A debt-drenched US is vulnerable to a global run on the dollar that could begin overseas. Fears are growing, too, that governments overseas could force the US into making decisions it wouldn't have initially chosen by using their foreign Treasury holdings as leverage. Which has already happened, says former US Treasury secretary Henry Paulson.
As the US issues record amounts of debt, it is jolting our trading partners into reacting.
China is the largest foreign holder of US debt. A little over a year ago, after the president had a two-hour meeting with Chinese Premier Wen Jiabao, the president requested that China stop manipulating its currency—but the Chinese in no uncertain terms quietly pointed out how much the US owes China in debt.
The US faces an estimated $8.5 trillion budget deficit -- the gap between annual revenues and annual spending -- over the next decade combined.
And that’s based on rosy government assumptions from the Congressional Budget Office that the US will grow at more than 3% annually, that there will be no more recessions, and that Congress will enact even President Barack Obama's legislative proposals to cut down the debt -- and that those cuts will actually work.  
Optimistic, given that the 2011 new fiscal year began in America on October 1st as it has done in five of the past seven years, without a budget, and as the US begins the new year with a budget deficit the size of Canada’s economy.
Meanwhile, the estimated $571 billion in interest costs on the US debt projected for 2012 would surpass in size the economy of Argentina, and would fund about two dozen government agencies and departments, including the entire Legislative and Judicial branches.
But market analysts say this is not a problem just yet, because bond markets are not signaling any issues now with US debt issuance, as Treasury yields remain at historic lows. For now.
However, the US faces severe dollar devaluation, as the US is devaluing its way out of the crisis. The Federal Reserve’s quantitative easing and the Treasury’s massive borrowing has already dropped the US dollar to 15 year lows versus the yen, which is why commodities and gold are rising inexorably higher.
But the question is, would China dump its holdings in retaliation?
Paul Bracken, a professor and expert in private equity at the Yale School of Management who attended the economic war games sessions last year told Politico that he questions whether the Chinese would dump dollars on the global market to attack the US economy. Reason: Because it would harm their own holdings at the same time.
But Bracken added that the Chinese could take a middle way—they could sell dollars in increments.

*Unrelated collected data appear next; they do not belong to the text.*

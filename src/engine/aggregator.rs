// ==========================================
// 供应商绩效汇总 - 汇总连接引擎
// ==========================================
// 职责: 采购汇总 LEFT JOIN 销售汇总 (VendorNumber=VendorNo, Brand)
//       再 LEFT JOIN 运费汇总 (VendorNumber)，并给出确定性排序
// 红线: Engine 不拼 SQL，三个聚合子集由 RawDatasetRepository 提供
// ==========================================
// 排序: TotalPurchaseDollars 降序（缺失排最后），
//       同值依次按 VendorNumber, Brand, Description,
//       PurchasePrice, ActualPrice, Volume 升序
// ==========================================

use crate::domain::summary::{FreightAggregate, PurchaseAggregate, SalesAggregate, VendorSummaryRow};
use crate::engine::error::EngineResult;
use crate::repository::RawDatasetRepository;
use std::cmp::Ordering;
use std::collections::HashMap;
use tracing::{info, instrument};

// ==========================================
// VendorSummaryAggregator - 汇总连接引擎
// ==========================================
#[derive(Debug, Default, Clone, Copy)]
pub struct VendorSummaryAggregator;

impl VendorSummaryAggregator {
    pub fn new() -> Self {
        Self
    }

    /// 从原始数据集计算汇总行
    ///
    /// # 返回
    /// - Ok(Vec<VendorSummaryRow>): 行数等于采购汇总行数，已排序
    /// - Err: 查询失败（缺表、连接错误），不产生部分结果
    #[instrument(skip(self, repo))]
    pub fn aggregate(&self, repo: &RawDatasetRepository) -> EngineResult<Vec<VendorSummaryRow>> {
        let freight = repo.freight_totals()?;
        let purchases = repo.purchase_totals()?;
        let sales = repo.sales_totals()?;

        info!(
            freight = freight.len(),
            purchases = purchases.len(),
            sales = sales.len(),
            "聚合子集就绪"
        );

        Ok(self.join_aggregates(purchases, sales, freight))
    }

    /// 左连接三个聚合子集并排序
    ///
    /// 右侧键由 GROUP BY 保证唯一，连接不会复制采购行；
    /// VendorNumber 为空的采购行不与任何销售/运费行匹配
    pub fn join_aggregates(
        &self,
        purchases: Vec<PurchaseAggregate>,
        sales: Vec<SalesAggregate>,
        freight: Vec<FreightAggregate>,
    ) -> Vec<VendorSummaryRow> {
        let sales_by_key: HashMap<(&str, &str), &SalesAggregate> = sales
            .iter()
            .map(|s| ((s.vendor_no.as_str(), s.brand.as_str()), s))
            .collect();
        let freight_by_vendor: HashMap<&str, Option<f64>> = freight
            .iter()
            .map(|f| (f.vendor_number.as_str(), f.freight_cost))
            .collect();

        let mut rows: Vec<VendorSummaryRow> = purchases
            .into_iter()
            .map(|purchase| {
                let mut row = VendorSummaryRow::from_purchase(purchase);
                if let Some(vendor) = row.vendor_number.as_deref() {
                    if let Some(s) = sales_by_key.get(&(vendor, row.brand.as_str())) {
                        row.total_sales_quantity = s.total_sales_quantity;
                        row.total_sales_dollars = s.total_sales_dollars;
                        row.total_sales_price = s.total_sales_price;
                        row.total_excise_tax = s.total_excise_tax;
                    }
                    if let Some(cost) = freight_by_vendor.get(vendor) {
                        row.freight_cost = *cost;
                    }
                }
                row
            })
            .collect();

        rows.sort_by(compare_rows);
        rows
    }
}

fn compare_rows(a: &VendorSummaryRow, b: &VendorSummaryRow) -> Ordering {
    compare_dollars_desc(a.total_purchase_dollars, b.total_purchase_dollars)
        .then_with(|| compare_text(a.vendor_number.as_deref(), b.vendor_number.as_deref()))
        .then_with(|| compare_text(Some(a.brand.as_str()), Some(b.brand.as_str())))
        .then_with(|| compare_text(a.description.as_deref(), b.description.as_deref()))
        .then_with(|| compare_text(a.purchase_price.as_deref(), b.purchase_price.as_deref()))
        .then_with(|| compare_text(a.actual_price.as_deref(), b.actual_price.as_deref()))
        .then_with(|| compare_text(a.volume.as_deref(), b.volume.as_deref()))
}

/// 降序，None / NaN 排最后
fn compare_dollars_desc(a: Option<f64>, b: Option<f64>) -> Ordering {
    let a = a.filter(|v| !v.is_nan());
    let b = b.filter(|v| !v.is_nan());
    match (a, b) {
        (Some(x), Some(y)) => y.total_cmp(&x),
        (Some(_), None) => Ordering::Less,
        (None, Some(_)) => Ordering::Greater,
        (None, None) => Ordering::Equal,
    }
}

/// 升序，None 在前；可解析为数值的文本排在非数值文本之前
///
/// 数值之间按数值比较（"9" < "10"），同值再按原文比较；非数值之间按原文比较
fn compare_text(a: Option<&str>, b: Option<&str>) -> Ordering {
    match (a, b) {
        (Some(x), Some(y)) => match (x.trim().parse::<f64>(), y.trim().parse::<f64>()) {
            (Ok(nx), Ok(ny)) => nx.total_cmp(&ny).then_with(|| x.cmp(y)),
            (Ok(_), Err(_)) => Ordering::Less,
            (Err(_), Ok(_)) => Ordering::Greater,
            (Err(_), Err(_)) => x.cmp(y),
        },
        (None, Some(_)) => Ordering::Less,
        (Some(_), None) => Ordering::Greater,
        (None, None) => Ordering::Equal,
    }
}

#[cfg(test)]
mod tests {
    use super::*;

    fn purchase(vendor: Option<&str>, brand: &str, dollars: Option<f64>) -> PurchaseAggregate {
        PurchaseAggregate {
            vendor_number: vendor.map(str::to_string),
            vendor_name: Some("ACME".to_string()),
            brand: brand.to_string(),
            description: Some("Gin".to_string()),
            purchase_price: Some("10.0".to_string()),
            actual_price: Some("12.99".to_string()),
            volume: Some("750".to_string()),
            total_purchase_quantity: Some(100.0),
            total_purchase_dollars: dollars,
        }
    }

    fn sales(vendor: &str, brand: &str, qty: f64, dollars: f64) -> SalesAggregate {
        SalesAggregate {
            vendor_no: vendor.to_string(),
            brand: brand.to_string(),
            total_sales_quantity: Some(qty),
            total_sales_dollars: Some(dollars),
            total_sales_price: Some(12.99),
            total_excise_tax: Some(2.0),
        }
    }

    fn freight(vendor: &str, cost: f64) -> FreightAggregate {
        FreightAggregate {
            vendor_number: vendor.to_string(),
            freight_cost: Some(cost),
        }
    }

    #[test]
    fn test_join_attaches_sales_and_freight() {
        let rows = VendorSummaryAggregator::new().join_aggregates(
            vec![purchase(Some("1"), "B1", Some(1000.0))],
            vec![sales("1", "B1", 80.0, 960.0), sales("1", "B2", 1.0, 1.0)],
            vec![freight("1", 50.0), freight("2", 7.0)],
        );

        assert_eq!(rows.len(), 1);
        assert_eq!(rows[0].total_sales_quantity, Some(80.0));
        assert_eq!(rows[0].total_sales_dollars, Some(960.0));
        assert_eq!(rows[0].total_excise_tax, Some(2.0));
        assert_eq!(rows[0].freight_cost, Some(50.0));
    }

    #[test]
    fn test_unmatched_purchase_rows_are_kept() {
        let rows = VendorSummaryAggregator::new().join_aggregates(
            vec![
                purchase(Some("1"), "B1", Some(10.0)),
                purchase(Some("3"), "B3", Some(20.0)),
                purchase(None, "B1", Some(5.0)),
            ],
            vec![sales("1", "B1", 1.0, 1.0)],
            vec![freight("1", 1.0)],
        );

        // 行数与采购汇总一致
        assert_eq!(rows.len(), 3);
        let unmatched = rows
            .iter()
            .find(|r| r.vendor_number.as_deref() == Some("3"))
            .unwrap();
        assert_eq!(unmatched.total_sales_dollars, None);
        assert_eq!(unmatched.freight_cost, None);

        let no_vendor = rows.iter().find(|r| r.vendor_number.is_none()).unwrap();
        assert_eq!(no_vendor.total_sales_quantity, None);
        assert_eq!(no_vendor.freight_cost, None);
    }

    #[test]
    fn test_order_by_purchase_dollars_desc_missing_last() {
        let rows = VendorSummaryAggregator::new().join_aggregates(
            vec![
                purchase(Some("1"), "B1", Some(10.0)),
                purchase(Some("2"), "B2", None),
                purchase(Some("3"), "B3", Some(30.0)),
            ],
            vec![],
            vec![],
        );

        let vendors: Vec<_> = rows.iter().map(|r| r.vendor_number.clone().unwrap()).collect();
        assert_eq!(vendors, vec!["3", "1", "2"]);
    }

    #[test]
    fn test_ties_broken_by_vendor_then_brand() {
        let rows = VendorSummaryAggregator::new().join_aggregates(
            vec![
                purchase(Some("10"), "B1", Some(100.0)),
                purchase(Some("9"), "B2", Some(100.0)),
                purchase(Some("9"), "A1", Some(100.0)),
            ],
            vec![],
            vec![],
        );

        let keys: Vec<_> = rows
            .iter()
            .map(|r| (r.vendor_number.clone().unwrap(), r.brand.clone()))
            .collect();
        assert_eq!(
            keys,
            vec![
                ("9".to_string(), "A1".to_string()),
                ("9".to_string(), "B2".to_string()),
                ("10".to_string(), "B1".to_string()),
            ]
        );
    }

    #[test]
    fn test_tie_order_independent_of_input_order() {
        let permutations: Vec<Vec<&str>> = vec![
            vec!["2", "10", "1a", "b", "1.5"],
            vec!["1a", "10", "2", "1.5", "b"],
            vec!["b", "1.5", "1a", "2", "10"],
            vec!["10", "b", "2", "1a", "1.5"],
        ];

        let outputs: Vec<Vec<String>> = permutations
            .iter()
            .map(|order| {
                let purchases = order
                    .iter()
                    .map(|v| purchase(Some(*v), "B1", Some(100.0)))
                    .collect();
                VendorSummaryAggregator::new()
                    .join_aggregates(purchases, vec![], vec![])
                    .into_iter()
                    .map(|r| r.vendor_number.unwrap())
                    .collect()
            })
            .collect();

        // 数值在前（按数值），非数值在后（按原文）
        assert_eq!(outputs[0], vec!["1.5", "2", "10", "1a", "b"]);
        for output in &outputs[1..] {
            assert_eq!(output, &outputs[0]);
        }
    }
}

Already, China has steadily rotated out of its US Treasury holdings, which officially now stand at $846.7 billion, down from $939.9 billion in July of 2009 (market watchers believe China continues to own US debt via intermediaries in London and Hong Kong). China could also simply threaten to roll over a slug of its $846.7 billion in US debt at faster intervals, to, say, a month from 90 days, which would roil the stock, commodities and currency markets.
Look at what happened with Fannie Mae and Freddie Mac. Although they are not on the official US budget books, the US had to take them  over. What went on behind the scenes? Fears that China would join Russia in dumping Fannie and Freddie debt caused the US to take these two insolvent companies into conservatorship. Russia reportedly dumped its Fannie and Freddie debt in 2008, after holding $65.6 billion of their debt, according to central bank data. 
Much of the US deficit is being financed by China, which is selling the US hundreds of billions of dollars of goods, then lending the US those dollars back. Overall China’s currency reserves amount to nearly a quarter of its purchasing power parity. And by suppressing its exchange rate, and underpaying its workers, China effectively subsidizes production of its exports.
However, China is not the biggest holder of US debt—the US is, through government agencies, households and nonprofits (see listing below).
We are funding ourselves sick. Which is why the US dollar is taking a beating.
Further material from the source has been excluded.